Motivation: The alignment of sequencing reads to a transcriptome is a common and important step in many RNA-seq analysis tasks. When aligning RNA-seq reads directly to a transcriptome (as is common in the de novo setting or when a trusted reference annotation is available), care must be taken to report the potentially large number of multi-mapping locations per read. This can pose a substantial computational burden for existing aligners, and can considerably slow downstream analysis.

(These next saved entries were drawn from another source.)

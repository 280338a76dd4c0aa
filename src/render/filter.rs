//! Raster filters applied inside filter element bounds

use image::{Rgba, RgbaImage};

use crate::container::{DrawableContainer, FilterKind};
use crate::domain::{Color, Rect};
use crate::fields::{FieldHolder, FieldType};

use super::geometry::pixel_range;

/// Apply one child filter of a highlight or obfuscate element
pub fn apply_filter(img: &mut RgbaImage, kind: FilterKind, filter: &DrawableContainer) {
    let rect = filter.bounds();
    match kind {
        FilterKind::Blur => blur(img, rect, filter.int_value(FieldType::BlurRadius)),
        FilterKind::Pixelize => pixelate(img, rect, filter.int_value(FieldType::PixelSize)),
        FilterKind::Highlight => {
            highlight(img, rect, filter.color_value(FieldType::HighlightColor))
        }
        FilterKind::Brightness => {
            brightness(img, rect, filter.f64_value(FieldType::Brightness))
        }
        FilterKind::Grayscale => grayscale(img, rect),
        FilterKind::Magnifier => magnify(img, rect, filter.int_value(FieldType::MagnificationFactor)),
    }
}

fn for_each_pixel(img: &mut RgbaImage, rect: Rect, mut f: impl FnMut(&mut Rgba<u8>)) {
    let Some((x0, y0, x1, y1)) = pixel_range(rect, img.width(), img.height()) else {
        return;
    };
    for py in y0..y1 {
        for px in x0..x1 {
            f(img.get_pixel_mut(px, py));
        }
    }
}

/// Replace blocks of `block_size` pixels with their average color
pub fn pixelate(img: &mut RgbaImage, rect: Rect, block_size: i32) {
    let Some((min_x, min_y, end_x, end_y)) = pixel_range(rect, img.width(), img.height()) else {
        return;
    };
    let block_size = block_size.max(1) as u32;
    let (max_x, max_y) = (end_x - 1, end_y - 1);

    let mut block_y = min_y;
    while block_y <= max_y {
        let block_end_y = (block_y + block_size - 1).min(max_y);

        let mut block_x = min_x;
        while block_x <= max_x {
            let block_end_x = (block_x + block_size - 1).min(max_x);

            let mut total = [0u64; 4];
            let mut pixel_count: u64 = 0;
            for py in block_y..=block_end_y {
                for px in block_x..=block_end_x {
                    let pixel = img.get_pixel(px, py);
                    for (sum, channel) in total.iter_mut().zip(pixel.0) {
                        *sum += channel as u64;
                    }
                    pixel_count += 1;
                }
            }

            if pixel_count > 0 {
                let avg_color = Rgba(total.map(|sum| (sum / pixel_count) as u8));
                for py in block_y..=block_end_y {
                    for px in block_x..=block_end_x {
                        img.put_pixel(px, py, avg_color);
                    }
                }
            }

            block_x += block_size;
        }
        block_y += block_size;
    }
}

/// Gaussian blur of the region, sampled from the region only
pub fn blur(img: &mut RgbaImage, rect: Rect, radius: i32) {
    if radius <= 0 {
        return;
    }
    let Some((x0, y0, x1, y1)) = pixel_range(rect, img.width(), img.height()) else {
        return;
    };
    let region = image::imageops::crop_imm(img, x0, y0, x1 - x0, y1 - y0).to_image();
    let blurred = image::imageops::blur(&region, radius as f32);
    image::imageops::replace(img, &blurred, x0 as i64, y0 as i64);
}

/// Keep the darker of each channel and the marker color
pub fn highlight(img: &mut RgbaImage, rect: Rect, color: Color) {
    let [r, g, b, _] = color.to_rgba_u8();
    for_each_pixel(img, rect, |pixel| {
        pixel[0] = pixel[0].min(r);
        pixel[1] = pixel[1].min(g);
        pixel[2] = pixel[2].min(b);
    });
}

/// Scale color channels by `factor`
pub fn brightness(img: &mut RgbaImage, rect: Rect, factor: f64) {
    let factor = factor.max(0.0);
    for_each_pixel(img, rect, |pixel| {
        for channel in &mut pixel.0[..3] {
            *channel = (*channel as f64 * factor).round().min(255.0) as u8;
        }
    });
}

pub fn grayscale(img: &mut RgbaImage, rect: Rect) {
    for_each_pixel(img, rect, |pixel| {
        let [r, g, b, _] = pixel.0;
        let luma = (0.299 * r as f32 + 0.587 * g as f32 + 0.114 * b as f32).round() as u8;
        pixel[0] = luma;
        pixel[1] = luma;
        pixel[2] = luma;
    });
}

/// Nearest-neighbour zoom around the region's center
pub fn magnify(img: &mut RgbaImage, rect: Rect, factor: i32) {
    if factor <= 1 {
        return;
    }
    let Some((x0, y0, x1, y1)) = pixel_range(rect, img.width(), img.height()) else {
        return;
    };
    let source = image::imageops::crop_imm(img, x0, y0, x1 - x0, y1 - y0).to_image();
    let (w, h) = source.dimensions();
    let (cx, cy) = (w as f32 / 2.0, h as f32 / 2.0);
    let factor = factor as f32;
    for y in 0..h {
        for x in 0..w {
            let sx = (cx + (x as f32 + 0.5 - cx) / factor).floor() as u32;
            let sy = (cy + (y as f32 + 0.5 - cy) / factor).floor() as u32;
            let pixel = *source.get_pixel(sx.min(w - 1), sy.min(h - 1));
            img.put_pixel(x0 + x, y0 + y, pixel);
        }
    }
}

#[cfg(test)]
mod tests {
    use super::*;

    fn checkerboard(size: u32) -> RgbaImage {
        RgbaImage::from_fn(size, size, |x, y| {
            if (x + y) % 2 == 0 {
                Rgba([255, 255, 255, 255])
            } else {
                Rgba([0, 0, 0, 255])
            }
        })
    }

    #[test]
    fn test_pixelate_averages_blocks() {
        let mut img = checkerboard(4);
        pixelate(&mut img, Rect::new(0, 0, 4, 4), 2);
        assert!(img.pixels().all(|p| p.0 == [127, 127, 127, 255]));
    }

    #[test]
    fn test_filters_stay_inside_bounds() {
        let mut img = checkerboard(8);
        grayscale(&mut img, Rect::new(0, 0, 2, 2));
        brightness(&mut img, Rect::new(4, 4, 8, 8), 0.5);
        assert_eq!(img.get_pixel(6, 6).0, [128, 128, 128, 255]);
        assert_eq!(img.get_pixel(3, 3).0, [255, 255, 255, 255]);
    }

    #[test]
    fn test_highlight_takes_channel_minimum() {
        let mut img = RgbaImage::from_pixel(2, 2, Rgba([255, 255, 255, 255]));
        highlight(&mut img, Rect::new(0, 0, 2, 2), Color::YELLOW);
        assert_eq!(img.get_pixel(0, 0).0, [255, 255, 0, 255]);
    }

    #[test]
    fn test_magnify_keeps_center() {
        let mut img = RgbaImage::from_fn(4, 4, |x, y| Rgba([x as u8 * 10, y as u8 * 10, 0, 255]));
        magnify(&mut img, Rect::new(0, 0, 4, 4), 2);
        assert_eq!(img.get_pixel(0, 0).0, [10, 10, 0, 255]);
        assert_eq!(img.get_pixel(3, 3).0, [20, 20, 0, 255]);
    }
}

Results: We introduce a novel concept, quasi-mapping, and an efficient algorithm implementing this approach for mapping sequencing reads to a transcriptome. By attempting only to report the potential loci of origin of a sequencing read, and not the base-to-base alignment by which it derives from the reference, RapMap— our tool implementing quasi-mapping— is capable of mapping sequencing reads to a target transcriptome substantially faster than existing alignment tools. The algorithm we employ to implement quasi-mapping uses several efficient data structures and takes advantage of the special structure of shared sequence prevalent in transcriptomes to rapidly provide highly-accurate mapping information. We demonstrate how quasi-mapping can be successfully applied to the problems of transcript-level quantification from RNA-seq reads and the clustering of contigs from de novo assembled transcriptomes into biologically-meaningful groups.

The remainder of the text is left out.